The question posed to Snowden:

What's the best way to make NSA spying an issue in the 2016 Presidential Election? It seems like while it was a big deal in 2013, ISIS and other events have put it on the back burner for now in the media and general public. What are your ideas for how to bring it back to the forefront?

His answer is well worth reading in full (I've posted it after the jump), but its essence is a full-throated defense of classical liberal and libertarian theorizing not just about the consent of the governed but the right to work around the government when it focuses on social order over legitimacy. And, as important, a recognition that this is what we at Reason and others call "the Libertarian Moment," or a technologically empowered drive toward greater and greater control over more and more aspects of our lives. While the Libertarian Moment is enabled by technological innovations and generally increasing levels of wealth and education, it ultimately proceeds from a mind-set as much as anything else: We have the right to live peacefully any way we choose as long as we are not infringing on other people's rights to do the same. Our politics and our laws should reflect this emphasis on pluralism, tolerance, and persuasion (as opposed to coercion) across social, economic, and intellectual spheres of activity.

As Snowden emphasizes, it's not simply that governments (thankfully) fail at attempts for perfect surveillance and law enforcement. It's that technologically empowered people are actively working to route around government attempts to fence us in. "We the people will implement systems that provide for a means of not just enforcing our rights, but removing from governments the ability to interfere with those rights," he writes (emphasis in original). "we can find ways to reduce or remove their powers on a new—and permanent—basis."
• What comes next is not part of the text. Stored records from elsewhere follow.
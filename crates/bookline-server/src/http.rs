//! HTTP surface: router, wire types, handlers.
//!
//! Routes under `/api` are gated by the gateway middleware; `/health` stays
//! open for liveness probes. Handlers parse the wire format and delegate to
//! [`crate::service`], then fire post-commit side effects that can never roll
//! the commit back.

use axum::extract::{Path, Query, State};
use axum::http::StatusCode;
use axum::middleware;
use axum::routing::{get, post};
use axum::{Extension, Json, Router};
use chrono::{DateTime, NaiveDate, Utc};
use serde::{Deserialize, Serialize};

use crate::db::Database;
use crate::error::{ApiError, Result};
use crate::gateway;
use crate::models::{ApiClient, Booking, BookingStatus};
use crate::reservation::ReservationRequest;
use crate::service::{self, BookingFilter};
use crate::webhook::WebhookSender;

#[derive(Clone)]
pub struct AppState {
    pub db: Database,
    pub webhooks: WebhookSender,
}

pub fn build_router(state: AppState) -> Router {
    let api = Router::new()
        .route("/availability/slots", post(list_slots))
        .route("/bookings", post(create_booking).get(list_bookings))
        .route("/bookings/{id}/cancel", post(cancel_booking))
        .layer(middleware::from_fn_with_state(
            state.clone(),
            gateway::require_api_client,
        ));

    Router::new()
        .route("/health", get(|| async { "ok" }))
        .nest("/api", api)
        .with_state(state)
}

// ---------------------------------------------------------------------------
// Wire types
// ---------------------------------------------------------------------------

#[derive(Debug, Deserialize)]
struct SlotsRequest {
    host_id: String,
    /// Calendar date in the host's timezone, "YYYY-MM-DD".
    date: NaiveDate,
}

#[derive(Debug, Serialize)]
struct SlotsResponse {
    date: NaiveDate,
    timezone: String,
    duration: i64,
    /// Local wall-clock start times, "HH:MM", ascending.
    slots: Vec<String>,
}

#[derive(Debug, Deserialize)]
struct CreateBookingRequest {
    host_id: String,
    guest_name: String,
    guest_email: String,
    /// ISO-8601 instants, e.g. "2026-03-02T10:00:00Z".
    start_time: String,
    end_time: String,
    notes: Option<String>,
}

#[derive(Debug, Deserialize)]
struct BookingListParams {
    host_id: String,
    start_date: Option<NaiveDate>,
    end_date: Option<NaiveDate>,
    status: Option<String>,
}

#[derive(Debug, Deserialize)]
struct CancelRequest {
    host_id: String,
}

/// Success envelope for list endpoints.
#[derive(Debug, Serialize)]
struct ListEnvelope<T> {
    data: Vec<T>,
    count: usize,
}

/// Booking as presented on the wire: instants in RFC 3339 rather than the
/// ledger's Unix seconds.
#[derive(Debug, Serialize)]
struct BookingView {
    id: String,
    host_id: String,
    guest_name: String,
    guest_email: String,
    start_time: String,
    end_time: String,
    status: String,
    notes: Option<String>,
    created_at: String,
}

fn to_view(b: &Booking) -> BookingView {
    BookingView {
        id: b.id.clone(),
        host_id: b.host_id.clone(),
        guest_name: b.guest_name.clone(),
        guest_email: b.guest_contact.clone(),
        start_time: rfc3339(b.start_time),
        end_time: rfc3339(b.end_time),
        status: b.status.clone(),
        notes: b.notes.clone(),
        created_at: rfc3339(b.created_at),
    }
}

fn rfc3339(unix: i64) -> String {
    DateTime::<Utc>::from_timestamp(unix, 0)
        .map(|dt| dt.to_rfc3339())
        .unwrap_or_default()
}

fn parse_instant(s: &str) -> Result<DateTime<Utc>> {
    DateTime::parse_from_rfc3339(s)
        .map(|dt| dt.with_timezone(&Utc))
        .map_err(|_| ApiError::Validation(format!("invalid ISO-8601 timestamp: {s:?}")))
}

// ---------------------------------------------------------------------------
// Handlers
// ---------------------------------------------------------------------------

// POST /api/availability/slots
async fn list_slots(
    State(state): State<AppState>,
    Json(req): Json<SlotsRequest>,
) -> Result<Json<SlotsResponse>> {
    let listing = service::list_slots(&state.db, &req.host_id, req.date).await?;

    Ok(Json(SlotsResponse {
        date: listing.date,
        timezone: listing.timezone,
        duration: listing.duration_minutes,
        slots: listing
            .slots
            .iter()
            .map(|s| s.local_start.format("%H:%M").to_string())
            .collect(),
    }))
}

// POST /api/bookings
async fn create_booking(
    State(state): State<AppState>,
    Extension(client): Extension<ApiClient>,
    Json(req): Json<CreateBookingRequest>,
) -> Result<(StatusCode, Json<BookingView>)> {
    let start = parse_instant(&req.start_time)?;
    let end = parse_instant(&req.end_time)?;

    let booking = service::create_booking(
        &state.db,
        &req.host_id,
        ReservationRequest {
            guest_name: req.guest_name,
            guest_contact: req.guest_email,
            start_time: start.timestamp(),
            end_time: end.timestamp(),
            notes: req.notes,
        },
    )
    .await?;

    // Post-commit side effect; failures are logged, never surfaced.
    state.webhooks.notify_booking_created(&client, &booking);

    Ok((StatusCode::CREATED, Json(to_view(&booking))))
}

// GET /api/bookings?host_id&start_date&end_date&status
async fn list_bookings(
    State(state): State<AppState>,
    Query(params): Query<BookingListParams>,
) -> Result<Json<ListEnvelope<BookingView>>> {
    let status = params
        .status
        .as_deref()
        .map(|s| {
            BookingStatus::parse(s)
                .ok_or_else(|| ApiError::Validation(format!("unknown status {s:?}")))
        })
        .transpose()?;

    let filter = BookingFilter {
        start_date: params.start_date,
        end_date: params.end_date,
        status,
    };
    let bookings = service::list_bookings(&state.db, &params.host_id, &filter).await?;

    let data: Vec<BookingView> = bookings.iter().map(to_view).collect();
    let count = data.len();
    Ok(Json(ListEnvelope { data, count }))
}

// POST /api/bookings/{id}/cancel
async fn cancel_booking(
    State(state): State<AppState>,
    Path(id): Path<String>,
    Json(req): Json<CancelRequest>,
) -> Result<Json<BookingView>> {
    let booking = service::cancel_booking(&state.db, &id, &req.host_id).await?;
    Ok(Json(to_view(&booking)))
}
//! Weekly recurring availability windows and their validation.
//!
//! A host's schedule is a set of `RuleWindow`s, open intervals of local
//! wall-clock time on a given weekday. Overlapping windows on the same day are
//! rejected at write time rather than merged at read time, so slot output is
//! well defined for any stored rule set.

use chrono::NaiveTime;
use serde::{Deserialize, Serialize};

use crate::error::{EngineError, Result};

/// A recurring weekly open window in host-local wall-clock time.
#[derive(Debug, Clone, PartialEq, Serialize, Deserialize)]
pub struct RuleWindow {
    /// Day of week, 0–6 with Sunday = 0.
    pub day_of_week: u8,
    /// Local wall-clock opening time.
    pub start: NaiveTime,
    /// Local wall-clock closing time (exclusive); must be after `start`.
    pub end: NaiveTime,
}

/// Validate a full rule set before it is persisted.
///
/// Rejects day indices above 6, empty or inverted windows, and windows that
/// overlap another window on the same day. Windows that merely touch
/// (one ends exactly when the next starts) are allowed.
pub fn validate_rules(rules: &[RuleWindow]) -> Result<()> {
    for rule in rules {
        if rule.day_of_week > 6 {
            return Err(EngineError::InvalidRule(format!(
                "day_of_week {} out of range 0-6",
                rule.day_of_week
            )));
        }
        if rule.start >= rule.end {
            return Err(EngineError::InvalidRule(format!(
                "window {}-{} on day {} is empty",
                rule.start.format("%H:%M"),
                rule.end.format("%H:%M"),
                rule.day_of_week
            )));
        }
    }

    let mut sorted: Vec<&RuleWindow> = rules.iter().collect();
    sorted.sort_by_key(|r| (r.day_of_week, r.start));
    for pair in sorted.windows(2) {
        if pair[0].day_of_week == pair[1].day_of_week && pair[1].start < pair[0].end {
            return Err(EngineError::InvalidRule(format!(
                "windows {}-{} and {}-{} overlap on day {}",
                pair[0].start.format("%H:%M"),
                pair[0].end.format("%H:%M"),
                pair[1].start.format("%H:%M"),
                pair[1].end.format("%H:%M"),
                pair[0].day_of_week
            )));
        }
    }

    Ok(())
}

/// The rule set seeded at host creation: Monday–Friday, 09:00–17:00.
pub fn default_weekly_rules() -> Vec<RuleWindow> {
    (1..=5)
        .map(|day| RuleWindow {
            day_of_week: day,
            start: hm(9, 0),
            end: hm(17, 0),
        })
        .collect()
}

fn hm(hour: u32, minute: u32) -> NaiveTime {
    NaiveTime::from_hms_opt(hour, minute, 0).unwrap_or(NaiveTime::MIN)
}
//! Tracing/logging initialization.

use tracing_subscriber::{layer::SubscriberExt, util::SubscriberInitExt};

/// Initialise the global tracing subscriber.
///
/// * `default_filter`: default `RUST_LOG` value when the env-var is not set
///   (e.g. `"bookline_server=info"`).
/// * `log_json`: when `true`, emit structured JSON log lines instead of the
///   human-readable format.
pub fn init_tracing(default_filter: &str, log_json: bool) {
    let env_filter = tracing_subscriber::EnvFilter::new(
        std::env::var("RUST_LOG").unwrap_or_else(|_| default_filter.into()),
    );
    if log_json {
        tracing_subscriber::registry()
            .with(env_filter)
            .with(tracing_subscriber::fmt::layer().json())
            .init();
    } else {
        tracing_subscriber::registry()
            .with(env_filter)
            .with(tracing_subscriber::fmt::layer())
            .init();
    }
}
Reading throught the Reddit exchange, it's easy to see why Snowden recently brought the 1,000-plus attendees of the International Students for Liberty Conference to their feet multiple times. He isn's some kind of pie-eyed nihilist, hell-bent on destroying the red, white, and blue for personal fame or out of ideological fervor. At 31 years old, he is an exceptionally well-spoken, thoughtful critic of the abuse of power that has become endemic to modern American governance. At the ISFLC, he said his one regret is that he didn't expose systemic infringement on citizens' constitutional rights sooner than he did.

If people lose their willingness to recognize that there are times in our history when legality becomes distinct from morality, we aren't just ceding control of our rights to government, but our agency in determing thour futures.

How does this relate to politics? Well, I suspect that governments today are more concerned with the loss of their ability to control and regulate the behavior of their citizens than they are with their citizens' discontent. 

How do we make that work for us? We can devise means, through the application and sophistication of science, to remind governments that if they will not be responsible stewards of our rights, we the people will implement systems that provide for a means of not just enforcing our rights, but removing from governments the ability to interfere with those rights.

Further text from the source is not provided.